In the 2016 study, fissures grown in sea water, including microplastics, showed significantly less travel or behavior than fissures grown in sea water without microplastics. The higher the microplastic density, the slower the growth of the fry.

Although the microplastic problem can not be solved, the Ocean Cleanup Project was launched to recover marine plastic waste. Plastic wastes floating in the Pacific Ocean cause marine organisms, among them large marine mammals, to be misled as food and die from digestion. Already, there is a huge garbage area on the sea where large and small plastic garbage, such as PET bottles, is floating endlessly. The Ocean Clean-up Project seeks to address this marine plastic waste problem.

The project will develop a system called Oxx (Ocean Cleanup System 0xx) that floats on the sea and aims to recover up to 88,000 tonnes of marine plastic garbage from the Pacific giant waste zone by increasing it to 60.

For this purpose, a ship towing the Ocean Cleanup System 001, the No. 1 vessel on September 9, began towing to the coast 386 km away from San Francisco, USA. A two-week experiment will monitor the system’s ability to function properly without harming marine life, including fish and plankton.

The ocean cleanup system looks like an elongated tube with a length of 600m. However, it sits like a skirt three meters below sea level, and through this part, it catches the plastic garbage sinking to the bottom of the sea surface completely. The lower part of the skirt is open, so you do not have to worry about entering the marine life here.

This system does not just stay on the spot, but moves the ocean as waves, winds, and currents are swept away. Both sides of the structure located in the sea are first winded and the system becomes U-shaped. If you take this form, it is better to catch the trash.

The system is equipped with a number of cameras and sensors so that the current position can be continuously monitored via satellites. The system collects a certain amount of waste so that it can be recovered and recycled through a crane vessel.

If the two-week experiment is well under way, Ocean Cleanup System 001 will move to 1,600 km away and start full-scale operation. For the next six months, we will be able to reside in the workforce for monitoring, but then we plan to operate unattended.

Ocean cleanup system is expected to recover marine plastic garbage up to 55 tons per year. Even if 55 tons per year is needed to recover the target of 88,000 tons, 9 tons of plastic waste left in the ocean each year is enough to offset. Later, the project is aiming to recycle 50% of the garbage in the Pacific giant waste zone for five years by injecting 60 systems. By 2050, the goal is to get rid of this waste zone from the Pacific Ocean.

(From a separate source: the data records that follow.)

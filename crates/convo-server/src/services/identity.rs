//! User identity: lookup by e-mail, token and external ID; creation of
//! invitation shells; persistence with the derived fields and the search
//! index kept in step.

use chrono::Utc;
use convo_shared::constants::BCRYPT_COST;
use convo_shared::{Key, Kind};
use convo_store::{Context, User};
use serde::Deserialize;

use crate::clients::SearchEntry;
use crate::error::{alarm, OpExt, ServerError};
use crate::state::AppState;

const MIN_PASSWORD_LEN: usize = 8;

/// A user named by ID or by e-mail address. Accepts `{"id": ..}`,
/// `{"email": ..}` or a bare string, which is an address when it holds `@`.
#[derive(Debug, Clone, Default, PartialEq, Eq, Deserialize)]
#[serde(from = "RawUserRef")]
pub struct UserRef {
    pub id: Option<String>,
    pub email: Option<String>,
}

impl UserRef {
    pub fn id(id: impl Into<String>) -> Self {
        Self {
            id: Some(id.into()),
            email: None,
        }
    }

    pub fn email(email: impl Into<String>) -> Self {
        Self {
            id: None,
            email: Some(email.into()),
        }
    }
}

#[derive(Deserialize)]
#[serde(untagged)]
enum RawUserRef {
    Text(String),
    Object {
        #[serde(default)]
        id: Option<String>,
        #[serde(default)]
        email: Option<String>,
    },
}

impl From<RawUserRef> for UserRef {
    fn from(raw: RawUserRef) -> Self {
        match raw {
            RawUserRef::Text(text) if text.contains('@') => UserRef::email(text),
            RawUserRef::Text(text) => UserRef::id(text),
            RawUserRef::Object { id, email } => UserRef { id, email },
        }
    }
}

/// Users materialized from a list of [`UserRef`]s.
#[derive(Debug, Default)]
pub struct Resolved {
    pub users: Vec<User>,
    /// Shells created along the way; they are owed a welcome e-mail once the
    /// surrounding transaction commits.
    pub created: Vec<Key>,
}

pub async fn hash_password(password: &str) -> Result<String, ServerError> {
    validate_password(password)?;
    let password = password.to_string();
    tokio::task::spawn_blocking(move || bcrypt::hash(password, BCRYPT_COST))
        .await
        .map_err(|e| ServerError::Internal(format!("hashing task failed: {e}")))?
        .map_err(|e| ServerError::Internal(format!("bcrypt: {e}")))
}

/// Constant-time check inside bcrypt. A user without a password never
/// matches.
pub async fn check_password(digest: Option<&str>, password: &str) -> bool {
    let Some(digest) = digest.map(str::to_string) else {
        return false;
    };
    let password = password.to_string();
    tokio::task::spawn_blocking(move || bcrypt::verify(password, &digest).unwrap_or(false))
        .await
        .unwrap_or(false)
}

pub fn validate_password(password: &str) -> Result<(), ServerError> {
    if password.chars().count() < MIN_PASSWORD_LEN {
        return Err(ServerError::invalid(
            "password",
            format!("Passwords must be at least {MIN_PASSWORD_LEN} characters"),
        ));
    }
    Ok(())
}

/// Trimmed, lowercased address, or a validation error on `email`.
pub fn normalize_email(email: &str) -> Result<String, ServerError> {
    let email = email.trim().to_lowercase();
    let valid = match email.split_once('@') {
        Some((local, domain)) => {
            !local.is_empty()
                && domain.contains('.')
                && !domain.starts_with('.')
                && !domain.ends_with('.')
                && !email.chars().any(char::is_whitespace)
                && !domain.contains('@')
        }
        None => false,
    };
    if !valid {
        return Err(ServerError::invalid("email", "Please enter a valid email address"));
    }
    Ok(email)
}

impl AppState {
    /// The user holding bearer `token`. Locked accounts are refused.
    pub async fn authenticate(&self, ctx: &Context, token: &str) -> Result<User, ServerError> {
        let token = token.trim();
        if token.is_empty() {
            return Err(ServerError::unauthorized());
        }
        match self.ds.user_by_token(ctx, token).await? {
            Some(user) if user.locked => {
                tracing::info!(user = ?user.key, "locked user refused");
                Err(ServerError::Unauthorized("This account is locked".into()))
            }
            Some(user) => Ok(user),
            None => Err(ServerError::unauthorized()),
        }
    }

    pub async fn user_by_id(&self, ctx: &Context, id: &str) -> Result<User, ServerError> {
        let key = Key::decode_kind(id, Kind::User)?;
        self.ds
            .get_in_tx::<User>(ctx, key)
            .await?
            .ok_or_else(ServerError::not_found)
    }

    pub async fn user_by_email(&self, ctx: &Context, email: &str) -> Result<Option<User>, ServerError> {
        let email = normalize_email(email)?;
        self.ds
            .user_by_email(ctx, &email)
            .await
            .op(format!("identity.user_by_email(email={email})"))
    }

    /// The user holding `email`, or a new incomplete shell for it. The flag
    /// is true when the shell was created.
    pub async fn get_or_create_by_email(
        &self,
        ctx: &Context,
        email: &str,
    ) -> Result<(User, bool), ServerError> {
        let email = normalize_email(email)?;
        if let Some(user) = self
            .ds
            .user_by_email(ctx, &email)
            .await
            .op(format!("identity.get_or_create(email={email})"))?
        {
            return Ok((user, false));
        }
        let mut user = User::new_incomplete(&email);
        let key = self
            .commit_user(ctx, &mut user)
            .await
            .op(format!("identity.get_or_create(email={email})"))?;
        tracing::info!(user = %key, "created user from invitation");
        Ok((user, true))
    }

    /// Resolve `refs` in order, dropping duplicates. Unknown IDs are a
    /// not-found error; unknown addresses become shells.
    pub async fn get_or_create_users(
        &self,
        ctx: &Context,
        refs: &[UserRef],
    ) -> Result<Resolved, ServerError> {
        let mut resolved = Resolved::default();
        let mut seen_emails: Vec<String> = Vec::new();

        for r in refs {
            let user = match (&r.id, &r.email) {
                (Some(id), _) if !id.trim().is_empty() => self.user_by_id(ctx, id.trim()).await?,
                (_, Some(email)) => {
                    let email = normalize_email(email)?;
                    if seen_emails.contains(&email) {
                        continue;
                    }
                    seen_emails.push(email.clone());
                    let (user, created) = self.get_or_create_by_email(ctx, &email).await?;
                    if created {
                        resolved.created.extend(user.key);
                    }
                    user
                }
                _ => {
                    return Err(ServerError::invalid(
                        "users",
                        "Each person needs an id or an email address",
                    ))
                }
            };
            if !resolved.users.iter().any(|u| u.key == user.key) {
                resolved.users.push(user);
            }
        }
        Ok(resolved)
    }

    /// Normalize, assign a key on first save, persist, and keep the search
    /// index current for registered users.
    pub async fn commit_user(&self, ctx: &Context, user: &mut User) -> Result<Key, ServerError> {
        let now = Utc::now();
        if user.key.is_none() {
            let key = self
                .ds
                .allocate(ctx, Kind::User, 1)
                .await?
                .into_iter()
                .next()
                .ok_or_else(|| ServerError::Internal("no key allocated".into()))?;
            user.key = Some(key);
            user.created_at = now;
        }
        user.normalize();
        user.updated_at = now;

        let key = user
            .key
            .ok_or_else(|| ServerError::Internal("user without key".into()))?;
        if user.realtime_token.is_empty() {
            match self.clients.push.realtime_token(&key.encode()).await {
                Ok(token) => user.realtime_token = token,
                Err(e) => alarm("identity.realtime_token", &e),
            }
        }

        self.ds
            .put(ctx, user)
            .await
            .op(format!("identity.commit(email={})", user.email))?;

        if user.registered {
            let entry = SearchEntry {
                id: key.encode(),
                full_name: user.full_name.clone(),
            };
            if let Err(e) = self.clients.search.upsert(&entry).await {
                alarm("identity.search_upsert", &e);
            }
        }
        Ok(key)
    }

    /// Drop `user` from the search index, then delete it under the open
    /// transaction.
    pub async fn delete_user_with_tx(&self, ctx: &Context, user: Key) -> Result<(), ServerError> {
        if let Err(e) = self.clients.search.remove(&user.encode()).await {
            alarm("identity.search_remove", &e);
        }
        self.ds.delete(ctx, user).await?;
        tracing::info!(user = %user, "user deleted");
        Ok(())
    }

    pub async fn search_users(&self, ctx: &Context, query: &str) -> Result<Vec<User>, ServerError> {
        let query = query.trim();
        if query.is_empty() {
            return Err(ServerError::invalid("query", "Type a name to search for"));
        }
        let ids = self
            .clients
            .search
            .search(query, 20)
            .await
            .op("identity.search")?;
        let keys: Vec<Key> = ids
            .iter()
            .filter_map(|id| Key::decode_kind(id, Kind::User).ok())
            .collect();
        let users = self.ds.get_multi_opt::<User>(ctx, &keys).await?;
        Ok(users.into_iter().flatten().filter(|u| u.registered).collect())
    }
}

#[cfg(test)]
mod tests {
    use super::*;
    use crate::state::testing::TestApp;

    #[test]
    fn test_user_ref_shapes() {
        let refs: Vec<UserRef> =
            serde_json::from_str(r#"[{"id":"abc"},{"email":"a@x.com"},"b@x.com","xyz"]"#).unwrap();
        assert_eq!(refs[0], UserRef::id("abc"));
        assert_eq!(refs[1], UserRef::email("a@x.com"));
        assert_eq!(refs[2], UserRef::email("b@x.com"));
        assert_eq!(refs[3], UserRef::id("xyz"));
    }

    #[test]
    fn test_normalize_email() {
        assert_eq!(normalize_email(" Bob@X.com ").unwrap(), "bob@x.com");
        assert!(normalize_email("bob").is_err());
        assert!(normalize_email("bob@localhost").is_err());
        assert!(normalize_email("b ob@x.com").is_err());
    }

    #[tokio::test]
    async fn test_password_roundtrip() {
        let digest = hash_password("correct horse").await.unwrap();
        assert!(check_password(Some(&digest), "correct horse").await);
        assert!(!check_password(Some(&digest), "wrong horse").await);
        assert!(!check_password(None, "correct horse").await);
        assert!(hash_password("short").await.is_err());
    }

    #[tokio::test]
    async fn test_get_or_create_dedupes_and_reports_created() {
        let app = TestApp::new().await;
        let ctx = Context::background();
        let ann = app.registered_user("ann@x.com", "Ann").await;

        let resolved = app
            .state
            .get_or_create_users(
                &ctx,
                &[
                    UserRef::id(ann.key.unwrap().encode()),
                    UserRef::email("New@X.com"),
                    UserRef::email("new@x.com"),
                    UserRef::email("ann@x.com"),
                ],
            )
            .await
            .unwrap();

        assert_eq!(resolved.users.len(), 2);
        assert_eq!(resolved.created.len(), 1);
        let shell = &resolved.users[1];
        assert_eq!(shell.email, "new@x.com");
        assert_eq!(shell.first_name, "New");
        assert!(!shell.verified);
        assert!(!shell.registered);
    }

    #[tokio::test]
    async fn test_commit_indexes_registered_users_only() {
        let app = TestApp::new().await;
        let ctx = Context::background();
        let ann = app.registered_user("ann@x.com", "Ann").await;
        let (shell, _) = app.state.get_or_create_by_email(&ctx, "shell@x.com").await.unwrap();

        assert!(app.search.contains(&ann.key.unwrap().encode()).await);
        assert!(!app.search.contains(&shell.key.unwrap().encode()).await);
        assert!(!ann.realtime_token.is_empty());
    }

    #[tokio::test]
    async fn test_authenticate() {
        let app = TestApp::new().await;
        let ctx = Context::background();
        let mut ann = app.registered_user("ann@x.com", "Ann").await;

        let found = app.state.authenticate(&ctx, &ann.token).await.unwrap();
        assert_eq!(found.key, ann.key);
        assert!(app.state.authenticate(&ctx, "nope").await.is_err());

        ann.locked = true;
        app.state.commit_user(&ctx, &mut ann).await.unwrap();
        let err = app.state.authenticate(&ctx, &ann.token).await.unwrap_err();
        assert_eq!(err.status(), axum::http::StatusCode::UNAUTHORIZED);
    }

    #[tokio::test]
    async fn test_delete_removes_from_index() {
        let app = TestApp::new().await;
        let ctx = Context::background();
        let ann = app.registered_user("ann@x.com", "Ann").await;
        let key = ann.key.unwrap();

        app.state.delete_user_with_tx(&ctx, key).await.unwrap();
        assert!(!app.search.contains(&key.encode()).await);
        assert!(app.state.ds.get_opt::<User>(&ctx, key).await.unwrap().is_none());
    }
}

Last year, the University of California researchers estimated the mass production of plastics at 65 years after World War II ended in 1950 and estimated 8.3 billion tons of plastic produced by humans on a weight basis. This quantity is quite a number among the materials made by mankind. When converted into an elephant, it reaches 100 million. Plastics are lightweight but durable. For this reason, it is widely used in industry. But 70% of them are used for a short period of time and then discarded.

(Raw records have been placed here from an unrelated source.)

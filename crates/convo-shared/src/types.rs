use std::fmt;
use std::str::FromStr;

use base64::engine::general_purpose::URL_SAFE_NO_PAD;
use base64::Engine;
use serde::{Deserialize, Deserializer, Serialize, Serializer};

use crate::error::KeyError;

/// Entity kinds held by the document store.
#[derive(Debug, Clone, Copy, PartialEq, Eq, Hash, PartialOrd, Ord, Serialize, Deserialize)]
pub enum Kind {
    User,
    Thread,
    Event,
    Message,
    Note,
}

impl Kind {
    pub fn as_str(&self) -> &'static str {
        match self {
            Kind::User => "User",
            Kind::Thread => "Thread",
            Kind::Event => "Event",
            Kind::Message => "Message",
            Kind::Note => "Note",
        }
    }
}

impl fmt::Display for Kind {
    fn fmt(&self, f: &mut fmt::Formatter<'_>) -> fmt::Result {
        f.write_str(self.as_str())
    }
}

impl FromStr for Kind {
    type Err = KeyError;

    fn from_str(s: &str) -> Result<Self, Self::Err> {
        match s {
            "User" => Ok(Kind::User),
            "Thread" => Ok(Kind::Thread),
            "Event" => Ok(Kind::Event),
            "Message" => Ok(Kind::Message),
            "Note" => Ok(Kind::Note),
            other => Err(KeyError::Invalid(format!("unknown kind {other}"))),
        }
    }
}

/// Reference to a stored entity: its kind and server-assigned numeric ID.
///
/// Keys serialize as their external ID, an opaque URL-safe string, so every
/// document that references another entity stores the same form the HTTP
/// surface exposes.
#[derive(Debug, Clone, Copy, PartialEq, Eq, Hash, PartialOrd, Ord)]
pub struct Key {
    pub kind: Kind,
    pub id: i64,
}

impl Key {
    pub fn new(kind: Kind, id: i64) -> Self {
        Self { kind, id }
    }

    /// URL-safe external encoding of this key.
    pub fn encode(&self) -> String {
        URL_SAFE_NO_PAD.encode(format!("{}:{}", self.kind, self.id))
    }

    /// Decode an external ID of any kind.
    pub fn decode(external: &str) -> Result<Self, KeyError> {
        let bytes = URL_SAFE_NO_PAD
            .decode(external.trim())
            .map_err(|_| KeyError::Invalid(external.to_string()))?;
        let raw = String::from_utf8(bytes).map_err(|_| KeyError::Invalid(external.to_string()))?;
        let (kind, id) = raw
            .split_once(':')
            .ok_or_else(|| KeyError::Invalid(external.to_string()))?;
        let id: i64 = id
            .parse()
            .map_err(|_| KeyError::Invalid(external.to_string()))?;
        if id <= 0 {
            return Err(KeyError::Invalid(external.to_string()));
        }
        Ok(Self {
            kind: kind.parse()?,
            id,
        })
    }

    /// Decode an external ID and require a particular kind.
    pub fn decode_kind(external: &str, expected: Kind) -> Result<Self, KeyError> {
        let key = Self::decode(external)?;
        if key.kind != expected {
            return Err(KeyError::WrongKind {
                expected: expected.to_string(),
                actual: key.kind.to_string(),
            });
        }
        Ok(key)
    }
}

impl fmt::Display for Key {
    fn fmt(&self, f: &mut fmt::Formatter<'_>) -> fmt::Result {
        write!(f, "{}({})", self.kind, self.id)
    }
}

impl Serialize for Key {
    fn serialize<S: Serializer>(&self, serializer: S) -> Result<S::Ok, S::Error> {
        serializer.serialize_str(&self.encode())
    }
}

impl<'de> Deserialize<'de> for Key {
    fn deserialize<D: Deserializer<'de>>(deserializer: D) -> Result<Self, D::Error> {
        let s = String::deserialize(deserializer)?;
        Key::decode(&s).map_err(serde::de::Error::custom)
    }
}

#[cfg(test)]
mod tests {
    use super::*;

    #[test]
    fn test_external_id_roundtrip() {
        let key = Key::new(Kind::Thread, 5629499534213120);
        let external = key.encode();
        assert!(!external.contains('='));
        assert_eq!(Key::decode(&external).unwrap(), key);
    }

    #[test]
    fn test_decode_rejects_garbage() {
        assert!(Key::decode("not-an-id!").is_err());
        assert!(Key::decode(&URL_SAFE_NO_PAD.encode("Thread:-4")).is_err());
        assert!(Key::decode(&URL_SAFE_NO_PAD.encode("Planet:4")).is_err());
    }

    #[test]
    fn test_decode_kind_mismatch() {
        let key = Key::new(Kind::User, 7);
        let err = Key::decode_kind(&key.encode(), Kind::Event).unwrap_err();
        assert!(matches!(err, KeyError::WrongKind { .. }));
    }

    #[test]
    fn test_serde_uses_external_id() {
        let key = Key::new(Kind::User, 42);
        let json = serde_json::to_string(&key).unwrap();
        assert_eq!(json, format!("\"{}\"", key.encode()));
        let back: Key = serde_json::from_str(&json).unwrap();
        assert_eq!(back, key);
    }
}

Half of the 8.3 billion tons are produced over the past 13 years, and only 30% of the plastics produced in the past are still in use. 90% of waste plastics are recycled. Of these, only 12% are incinerated and 79% are landfilled. If the situation is going well, 12 billion tonnes of waste plastics will be produced by 2050.

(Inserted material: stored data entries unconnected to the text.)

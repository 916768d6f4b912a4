use hmac::{Hmac, Mac};
use rand::distributions::Alphanumeric;
use rand::Rng;
use sha2::Sha256;

use crate::constants::TOKEN_LENGTH;

type HmacSha256 = Hmac<Sha256>;

/// Opaque random token: 32 alphanumeric characters from the OS RNG.
pub fn random_token() -> String {
    rand::rngs::OsRng
        .sample_iter(&Alphanumeric)
        .take(TOKEN_LENGTH)
        .map(char::from)
        .collect()
}

// HMAC-SHA256 over the concatenation of `parts`
pub fn sign(secret: &[u8], parts: &[&[u8]]) -> [u8; 32] {
    let mut mac = HmacSha256::new_from_slice(secret).expect("HMAC accepts any key length");
    for part in parts {
        mac.update(part);
    }
    mac.finalize().into_bytes().into()
}

/// Constant-time check of `signature` against the HMAC of `parts`.
pub fn verify(secret: &[u8], parts: &[&[u8]], signature: &[u8]) -> bool {
    let mut mac = HmacSha256::new_from_slice(secret).expect("HMAC accepts any key length");
    for part in parts {
        mac.update(part);
    }
    mac.verify_slice(signature).is_ok()
}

Of course, biodegradable plastics that can be decomposed using microorganisms such as bioplastics are now being developed, but the cost is high and profitability is low. Plastic waste, which is made everyday and is difficult to recycle and dismantle, can be said to exist on the earth in terms of computation. It seems that you should think about the impact of plastics on the entire earth, not the silk. For more information, please click here .

lswcap

lswcap

Through the monthly AHC PC and HowPC magazine era, he has watched 'technology age' in online IT media such as ZDNet, electronic newspaper Internet manager, editor of Consumer Journal Ivers, TechHolic publisher, and editor of Venture Square. I am curious about this market that is still full of vitality.